The rock songs, tinged with folk and punk tones, are firmly rooted in Hause's own upbringing and the sensibility that comes from growing up in a blue collar neighborhood driven by the lingering anticipation of upward mobility. In the lyrics, the fulcrum around which the album revolves, Hause grapples with this working class ideal and the fact that America's recent shifts have caused it to no longer fit. From "The Great Depression," which centers on the unfulfilled promises laid out in the Reagan-era '80s, to the more specific-minded relationships of "Father's Son," Devour comes to terms with the loss of youthful innocence in a rapidly evolving world.
"I wanted to shine a light back on what was going on," Hause says. "It was a topic that was close to me and I wanted to write about it. In the end, it leaves you with the idea that if you have music and love you may be able to save yourself. It's going to be alright. That simple John Lennon concept of all you need is love. That's how I wrote myself out of the dark and the music begs the listener to come take that risk as well."
Once Hause had the track sequence and overall narrative in place he enlisted producer Andrew Alekel along with musician and co-producer Mitchell Townsend. The producers helped Hause collect the right musicians to build the songs in the best way possible, including My Morning Jacket keyboardist Bo Koster, Social Distortion drummer David Hidalgo Jr. and bassist Bob Thomson. Frightened Rabbit's Scott Hutchison, Alkaline Trio's Matt Skiba and The Watson Twins also appear on several tracks. Hause and his crew recorded the album over several weeks from mid-February to mid-March at Grandmaster Recorders LTD. in Hollywood, CA, focusing on giving each song the right tone while maintaining an overall musical aesthetic that helps tie the lyrical themes together.

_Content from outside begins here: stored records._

use std::time::Instant;

use iced::{Point, Size};
use rand::rngs::StdRng;
use rand::{Rng, SeedableRng};

use crate::config::{Config, Settings};
use crate::debounce::Debounce;
use crate::grid::{GridCache, GridPattern};
use crate::painter::Painter;
use crate::pointer::Pointer;
use crate::rain::{self, Raindrop, Raindrops, Repel};

#[derive(Clone, Copy, Debug, PartialEq, Eq)]
pub enum Lifecycle {
    Detached,
    /// Mounted without a usable drawing context; nothing is drawn or animated.
    Inert,
    Running,
}

#[derive(Clone, Copy, Debug, PartialEq)]
struct PendingResize {
    container: Size,
    viewport_width: f32,
}

/// A zero-area container has nothing to draw into.
pub fn drawable(size: Size) -> Option<Size> {
    if size.width > 0.0 && size.height > 0.0 {
        Some(size)
    } else {
        None
    }
}

pub struct RainGrid<R = StdRng> {
    config: Config,
    settings: Settings,
    lifecycle: Lifecycle,
    size: Size,
    drops: Raindrops,
    pointer: Pointer,
    grid: GridCache,
    resize: Debounce<PendingResize>,
    frames: u64,
    rng: R,
}

impl RainGrid<StdRng> {
    pub fn new(config: Config) -> Self {
        Self::with_rng(config, StdRng::from_entropy())
    }
}

impl<R: Rng> RainGrid<R> {
    pub fn with_rng(config: Config, rng: R) -> Self {
        let resize = Debounce::new(config.resize_debounce());
        Self {
            settings: config.resolve(f32::INFINITY),
            config,
            lifecycle: Lifecycle::Detached,
            size: Size::ZERO,
            drops: Raindrops::new(),
            pointer: Pointer::default(),
            grid: GridCache::default(),
            resize,
            frames: 0,
            rng,
        }
    }

    /// Attaches to a container. `None` means the host could not provide a
    /// drawing context, which leaves the surface inert.
    pub fn mount(&mut self, container: Option<Size>, viewport_width: f32) {
        let container = match container {
            Some(container) => container,
            None => {
                tracing::debug!("no drawing context, background stays inert");
                self.lifecycle = Lifecycle::Inert;
                return;
            }
        };

        self.lifecycle = Lifecycle::Running;
        self.frames = 0;
        self.pointer = Pointer::default();
        self.apply_size(container, viewport_width);
        tracing::debug!(
            width = self.size.width,
            height = self.size.height,
            drops = self.drops.len(),
            max_depth = self.settings.max_depth,
            "background mounted"
        );
    }

    pub fn unmount(&mut self) {
        if self.lifecycle == Lifecycle::Detached {
            return;
        }
        self.resize.cancel();
        self.pointer.release();
        self.lifecycle = Lifecycle::Detached;
        tracing::debug!(frames = self.frames, "background unmounted");
    }

    fn apply_size(&mut self, container: Size, viewport_width: f32) {
        self.size = container;
        self.settings = self.config.resolve(viewport_width);
        self.grid.invalidate();
        self.drops = rain::populate(&mut self.rng, self.size, self.settings.particle_count);
    }

    /// Host-facing resize entry point. A container that lost its drawing
    /// area turns the surface inert; one that regains it re-mounts at once.
    pub fn container_resized(
        &mut self,
        now: Instant,
        container: Option<Size>,
        viewport_width: f32,
    ) {
        match (self.lifecycle, container) {
            (Lifecycle::Running, Some(container)) => {
                self.request_resize(now, container, viewport_width)
            }
            (Lifecycle::Running, None) => {
                self.resize.cancel();
                self.pointer.release();
                self.lifecycle = Lifecycle::Inert;
                tracing::debug!("container lost its drawing area, background inert");
            }
            (Lifecycle::Inert, Some(container)) => self.mount(Some(container), viewport_width),
            _ => {}
        }
    }

    pub fn request_resize(&mut self, now: Instant, container: Size, viewport_width: f32) {
        if !self.is_running() {
            return;
        }
        self.resize.schedule(
            now,
            PendingResize {
                container,
                viewport_width,
            },
        );
    }

    /// Applies a resize whose quiet period has elapsed. Returns whether one
    /// was applied.
    pub fn poll(&mut self, now: Instant) -> bool {
        if !self.is_running() {
            return false;
        }
        match self.resize.poll(now) {
            Some(pending) => {
                self.apply_size(pending.container, pending.viewport_width);
                tracing::debug!(
                    width = self.size.width,
                    height = self.size.height,
                    drops = self.drops.len(),
                    "background resized"
                );
                true
            }
            None => false,
        }
    }

    pub fn pointer_moved(&mut self, local: Point) {
        if self.is_running() {
            self.pointer.move_to(local);
        }
    }

    pub fn pointer_left(&mut self) {
        if self.is_running() {
            self.pointer.release();
        }
    }

    /// Follows the first active touch point. An empty touch list changes
    /// nothing.
    pub fn touch_moved(&mut self, touches: &[Point]) {
        if let Some(first) = touches.first() {
            self.pointer_moved(*first);
        }
    }

    pub fn touch_ended(&mut self) {
        self.pointer_left();
    }

    pub fn advance(&mut self) {
        if !self.is_running() {
            return;
        }

        let size = self.size;
        let max_depth = self.settings.max_depth;
        self.grid.get_or_generate(size, max_depth, &mut self.rng);

        let repel = self.repel();
        let pointer = self.pointer;
        for drop in self.drops.iter_mut() {
            drop.update(&pointer, repel, size, &mut self.rng);
        }
        self.frames += 1;
    }

    pub fn paint_background<P: Painter + ?Sized>(&self, painter: &mut P) {
        if !self.is_running() {
            return;
        }
        painter.fill_rect(Point::ORIGIN, self.size, self.settings.background_color);
        if let Some(pattern) = self.grid.get() {
            pattern.paint(painter, self.settings.grid_color);
        }
    }

    pub fn paint_rain<P: Painter + ?Sized>(&self, painter: &mut P) {
        if !self.is_running() {
            return;
        }
        for drop in &self.drops {
            drop.paint(painter, self.settings.rain_color);
        }
    }

    pub fn frame<P: Painter + ?Sized>(&mut self, painter: &mut P) {
        if !self.is_running() {
            return;
        }
        self.advance();
        self.paint_background(painter);
        self.paint_rain(painter);
    }

    fn repel(&self) -> Repel {
        Repel {
            radius: self.settings.repel_radius,
            strength: self.settings.repel_strength,
        }
    }

    pub fn lifecycle(&self) -> Lifecycle {
        self.lifecycle
    }

    pub fn is_running(&self) -> bool {
        self.lifecycle == Lifecycle::Running
    }

    pub fn has_pending_resize(&self) -> bool {
        self.resize.is_pending()
    }

    pub fn config(&self) -> &Config {
        &self.config
    }

    pub fn settings(&self) -> &Settings {
        &self.settings
    }

    pub fn size(&self) -> Size {
        self.size
    }

    pub fn drops(&self) -> &[Raindrop] {
        &self.drops
    }

    #[cfg(test)]
    pub fn drops_mut(&mut self) -> &mut [Raindrop] {
        &mut self.drops
    }

    pub fn pointer(&self) -> &Pointer {
        &self.pointer
    }

    pub fn grid(&self) -> Option<&GridPattern> {
        self.grid.get()
    }

    pub fn grid_generation(&self) -> u64 {
        self.grid.generation()
    }

    pub fn frames(&self) -> u64 {
        self.frames
    }
}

"It was this group effort," Hause says. "A lot of trust went into letting Andrew and Mitch be the architects of the record. I trusted that we would get in there and they would know who was right for the music. They wanted to bring these people together in this great studio to get a record that was greater than the sum of its parts. I'm glad I trusted them because it was great to work with everyone there."
For the musician, who has toured with Social Distortion, The Gaslight Anthem, Bouncing Souls and Chuck Ragan since launching his solo career, Devour is a cathartic release, both sonically and lyrically. Hause recently relocated to California and is committed to pursing the music he feels best reflects him individually. The journey on the album, the search for the light at the end of the tunnel, mirrors his own trek. The record closes with the delicate introspection of "Benediction," a song that pulls lyrical lines from all the tracks that precede it. After all the ruined promises and the culminating disappointments of the world, Hause ends the album with the sentiment of possibility. "It's love my friend in the end that can save us tonight," he sings. "So are you in?"